佐渡充高が簡単解説!初めてのPGAツアー【第五十二回】

■ 「BMW選手権」の歴史

1899年から開催され、世界で3番目(「全英オープン」は1860年、「全米オープン」は1895年開催)に歴史のある大会。今年で113年目108回を数える。第一回大会はグレン・ビュークラブで開催され、ウィリー・スミスが74、78の「156」をマークして優勝。この時は参加選手12名、賞金総額$300(優勝は$125)だった。1905年にはアーサー・スミスが初のアンダーパー「278」(6アンダー)を記録。この頃からハスケルボール(糸巻きボール、以前は樹液ゴム製のガッタパーチャ)が使われ始め、スミスの打球は250ヤード近く飛んだと言われる。会場はシンシナティーGCで全長が4600ヤ-ドと短かった。しかしこの記録は1929年トミー・アーマーが「273」で優勝するまで破られることはなかった。

■ WGAとチック・エバンス奨学金

かつては「ウェスタンオープン」と呼ばれていた大会で、アメリカでも3番目に歴史がある。本来はメジャーになってもおかしくない大会で、開催地が大都市でなかったがために、注目度も低く、人々の関心を集めることができなかった理由で、メジャーになりきれなかった大会だ。1899年からスタートし、ウェスタンゴルフアソシエーション(WGA)という、シカゴに本部のあるゴルフ協会(アメリカではUSGAと同じくらいの規模)によって開催されていた。

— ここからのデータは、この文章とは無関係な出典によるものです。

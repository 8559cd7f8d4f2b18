use rusqlite::{Connection, OptionalExtension, params};

use crate::Database;
use crate::error::{StoreError, map_unique};
use crate::models::{DeleteOutcome, MessageRow, ProfileChanges, StatsRow, UserRow};

impl Database {
    // -- Users --

    /// Insert a new user. Uniqueness of username and email is enforced by the
    /// schema at commit time; a violation comes back as
    /// `StoreError::Duplicate` naming the column.
    pub fn create_user(
        &self,
        email: &str,
        username: &str,
        password_hash: &str,
        image_url: Option<&str>,
    ) -> Result<i64, StoreError> {
        self.with_conn(|conn| {
            // Placeholder images live as schema defaults; only override when
            // the caller supplied one.
            match image_url {
                Some(url) => conn.execute(
                    "INSERT INTO users (email, username, password, image_url) VALUES (?1, ?2, ?3, ?4)",
                    params![email, username, password_hash, url],
                ),
                None => conn.execute(
                    "INSERT INTO users (email, username, password) VALUES (?1, ?2, ?3)",
                    params![email, username, password_hash],
                ),
            }
            .map_err(map_unique)?;

            Ok(conn.last_insert_rowid())
        })
    }

    pub fn user_by_id(&self, id: i64) -> Result<Option<UserRow>, StoreError> {
        self.with_conn(|conn| query_user(conn, "WHERE id = ?1", params![id]))
    }

    pub fn user_by_username(&self, username: &str) -> Result<Option<UserRow>, StoreError> {
        self.with_conn(|conn| query_user(conn, "WHERE username = ?1", params![username]))
    }

    /// All users, or those whose username contains `q`. An absent query is an
    /// empty pattern and matches everyone.
    pub fn search_users(&self, q: Option<&str>) -> Result<Vec<UserRow>, StoreError> {
        self.with_conn(|conn| {
            let mut stmt = conn.prepare(
                "SELECT id, email, username, password, image_url, header_image_url,
                        bio, location, created_at
                 FROM users
                 WHERE username LIKE '%' || ?1 || '%'
                 ORDER BY username",
            )?;

            let rows = stmt
                .query_map([q.unwrap_or("")], user_from_row)?
                .collect::<Result<Vec<_>, _>>()?;

            Ok(rows)
        })
    }

    pub fn update_profile(&self, user_id: i64, changes: &ProfileChanges) -> Result<(), StoreError> {
        self.with_conn(|conn| {
            let n = conn
                .execute(
                    "UPDATE users SET
                        username = ?1,
                        email = ?2,
                        image_url = COALESCE(?3, image_url),
                        header_image_url = COALESCE(?4, header_image_url),
                        bio = COALESCE(?5, bio),
                        location = COALESCE(?6, location)
                     WHERE id = ?7",
                    params![
                        changes.username,
                        changes.email,
                        changes.image_url,
                        changes.header_image_url,
                        changes.bio,
                        changes.location,
                        user_id
                    ],
                )
                .map_err(map_unique)?;

            if n == 0 {
                return Err(StoreError::NotFound("user"));
            }
            Ok(())
        })
    }

    /// Remove a user. Messages, follow edges (both directions), likes and
    /// sessions all go with the row via the schema's ON DELETE CASCADE.
    pub fn delete_user(&self, user_id: i64) -> Result<(), StoreError> {
        self.with_conn(|conn| {
            let n = conn.execute("DELETE FROM users WHERE id = ?1", [user_id])?;
            if n == 0 {
                return Err(StoreError::NotFound("user"));
            }
            Ok(())
        })
    }

    pub fn user_stats(&self, user_id: i64) -> Result<StatsRow, StoreError> {
        self.with_conn(|conn| {
            let row = conn.query_row(
                "SELECT
                    (SELECT COUNT(*) FROM messages WHERE user_id = ?1),
                    (SELECT COUNT(*) FROM follows  WHERE follower_id = ?1),
                    (SELECT COUNT(*) FROM follows  WHERE followed_id = ?1),
                    (SELECT COUNT(*) FROM likes    WHERE user_id = ?1)",
                [user_id],
                |row| {
                    Ok(StatsRow {
                        messages: row.get(0)?,
                        following: row.get(1)?,
                        followers: row.get(2)?,
                        likes: row.get(3)?,
                    })
                },
            )?;
            Ok(row)
        })
    }

    // -- Messages --

    /// Insert a warble. The creation timestamp is set by the store and never
    /// updated afterwards. Text length is the caller's contract.
    pub fn insert_message(&self, user_id: i64, text: &str) -> Result<i64, StoreError> {
        self.with_conn(|conn| {
            conn.execute(
                "INSERT INTO messages (user_id, text) VALUES (?1, ?2)",
                params![user_id, text],
            )?;
            Ok(conn.last_insert_rowid())
        })
    }

    pub fn message_by_id(&self, id: i64) -> Result<Option<MessageRow>, StoreError> {
        self.with_conn(|conn| {
            let row = conn
                .query_row(
                    "SELECT m.id, m.user_id, u.username, m.text, m.created_at
                     FROM messages m
                     JOIN users u ON u.id = m.user_id
                     WHERE m.id = ?1",
                    [id],
                    message_from_row,
                )
                .optional()?;
            Ok(row)
        })
    }

    pub fn messages_by_user(&self, user_id: i64, limit: u32) -> Result<Vec<MessageRow>, StoreError> {
        self.with_conn(|conn| {
            let mut stmt = conn.prepare(
                "SELECT m.id, m.user_id, u.username, m.text, m.created_at
                 FROM messages m
                 JOIN users u ON u.id = m.user_id
                 WHERE m.user_id = ?1
                 ORDER BY m.created_at DESC, m.id DESC
                 LIMIT ?2",
            )?;

            let rows = stmt
                .query_map(params![user_id, limit], message_from_row)?
                .collect::<Result<Vec<_>, _>>()?;

            Ok(rows)
        })
    }

    /// Delete a message, but only when `user_id` owns it. The existence check
    /// and the delete run in one transaction so the outcome is consistent.
    pub fn delete_message_if_owner(
        &self,
        message_id: i64,
        user_id: i64,
    ) -> Result<DeleteOutcome, StoreError> {
        self.with_conn_mut(|conn| {
            let tx = conn.transaction()?;

            let owner: Option<i64> = tx
                .query_row(
                    "SELECT user_id FROM messages WHERE id = ?1",
                    [message_id],
                    |row| row.get(0),
                )
                .optional()?;

            let outcome = match owner {
                None => DeleteOutcome::Missing,
                Some(owner) if owner != user_id => DeleteOutcome::NotOwner,
                Some(_) => {
                    tx.execute("DELETE FROM messages WHERE id = ?1", [message_id])?;
                    DeleteOutcome::Deleted
                }
            };

            tx.commit()?;
            Ok(outcome)
        })
    }

    // -- Sessions --

    pub fn create_session(&self, token: &str, user_id: i64) -> Result<(), StoreError> {
        self.with_conn(|conn| {
            conn.execute(
                "INSERT INTO sessions (token, user_id) VALUES (?1, ?2)",
                params![token, user_id],
            )?;
            Ok(())
        })
    }

    /// Resolve a session token to its user. An unknown or stale token is
    /// simply Anonymous, never an error.
    pub fn session_user(&self, token: &str) -> Result<Option<UserRow>, StoreError> {
        self.with_conn(|conn| {
            let row = conn
                .query_row(
                    "SELECT u.id, u.email, u.username, u.password, u.image_url,
                            u.header_image_url, u.bio, u.location, u.created_at
                     FROM sessions s
                     JOIN users u ON u.id = s.user_id
                     WHERE s.token = ?1",
                    [token],
                    user_from_row,
                )
                .optional()?;
            Ok(row)
        })
    }

    /// Idempotent: deleting an absent token is a no-op.
    pub fn delete_session(&self, token: &str) -> Result<(), StoreError> {
        self.with_conn(|conn| {
            conn.execute("DELETE FROM sessions WHERE token = ?1", [token])?;
            Ok(())
        })
    }
}

fn query_user(
    conn: &Connection,
    filter: &str,
    params: impl rusqlite::Params,
) -> Result<Option<UserRow>, StoreError> {
    let sql = format!(
        "SELECT id, email, username, password, image_url, header_image_url,
                bio, location, created_at
         FROM users {filter}"
    );

    let row = conn.query_row(&sql, params, user_from_row).optional()?;
    Ok(row)
}

pub(crate) fn user_from_row(row: &rusqlite::Row<'_>) -> rusqlite::Result<UserRow> {
    Ok(UserRow {
        id: row.get(0)?,
        email: row.get(1)?,
        username: row.get(2)?,
        password: row.get(3)?,
        image_url: row.get(4)?,
        header_image_url: row.get(5)?,
        bio: row.get(6)?,
        location: row.get(7)?,
        created_at: row.get(8)?,
    })
}

pub(crate) fn message_from_row(row: &rusqlite::Row<'_>) -> rusqlite::Result<MessageRow> {
    Ok(MessageRow {
        id: row.get(0)?,
        user_id: row.get(1)?,
        author_username: row.get(2)?,
        text: row.get(3)?,
        created_at: row.get(4)?,
    })
}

余談だが、1910年、同大会でアマチュアのチック・エバンスが優勝し、もちろんアマチュアで賞金は与えられないのだが、奨学金をつくりたいという希望でその賞金をもとにチック・エバンス奨学金を設立した。中学生や高校生がキャディのアルバイトをして過ごし、大学に行くために奨学金を得る。シカゴの子供たちはそうやって進学していくなど、ゴルフの社会的貢献が隅々に行き渡っている地域である。

■ 開催コースのクルーキッドスティックGC

今年はカリフォルニア州の隣、インディアナ州のクルーキッドスティックGCで開催される。このコースは、ジョン・デーリーが初優勝でメジャータイトルを獲得したコースだ。デーリーが彗星のごとくPGAツアーに存在感を示した優勝だった。ちょうどニック・プライスが、妻の出産が早まり「全米プロ」を欠場する。最後のスタンバイ選手であったデーリーが水曜日に連絡を受け、アーカンソーからインディアナ州までを車で移動した。しかし午前中のスタートには到着が間に合わないことから、午後にスタートを変更する処置がとられ、練習ラウンドもせずに優勝するという奇跡を起こした。キャディはニック・プライスの相棒と言われたジェフ・スクイーキーという名キャディ。そういう歴史の1ページを語るような「全米プロ」が開催されたコースでもある。

佐渡充高(さどみつたか)
ゴルフジャーナリスト。1957年生まれ。上智大学卒。大学時代はゴルフ部に所属しキャプテンを務める。3、4年生の時に太平洋クラブマスターズで当時4年連続賞金王に輝いたトム・ワトソンのキャディーを務める。東京中日スポーツ新聞社を経て85年に渡米、ニューヨークを拠点に世界のゴルフを取材。米国ゴルフ記者協会会員、ゴルフマガジン「世界トップ100コース」選考委員会国際評議委員。元世界ゴルフ殿堂選考委員。91年からNHK米ゴルフツアー放送ゴルフ解説者。現在は日本を拠点に世界のゴルフを取材、講演などに飛び回る。